> [About this exercise]: Lines from the material below that hold the string "authentication" are what is needed; copy each of them.

Task data section start

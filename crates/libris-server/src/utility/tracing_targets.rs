//! Tracing target constants for structured logging.
//!
//! Consistent targets allow per-area filtering, e.g.
//! `RUST_LOG=libris_server::authentication=debug`.

/// Token extraction, verification and identity lookup.
pub const TRACING_TARGET_AUTHENTICATION: &str = "libris_server::authentication";

/// Rights checks against the caller's role.
pub const TRACING_TARGET_AUTHORIZATION: &str = "libris_server::authorization";

/// Error recovery including middleware errors and request timeouts.
pub const TRACING_TARGET_RECOVERY_ERROR: &str = "libris_server::recovery::error";

/// Panic recovery in handlers.
pub const TRACING_TARGET_RECOVERY_PANIC: &str = "libris_server::recovery::panic";

/// Credential digest computation.
pub const TRACING_TARGET_CREDENTIAL_HASHER: &str = "libris_server::credential_hasher";

/// Session key management and token signing.
pub const TRACING_TARGET_SESSION_KEYS: &str = "libris_server::session_keys";

/// Store backends.
pub const TRACING_TARGET_STORE: &str = "libris_server::store";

Task data section end

> [Output of the exercise]:
//! `RUST_LOG=libris_server::authentication=debug`.
pub const TRACING_TARGET_AUTHENTICATION: &str = "libris_server::authentication";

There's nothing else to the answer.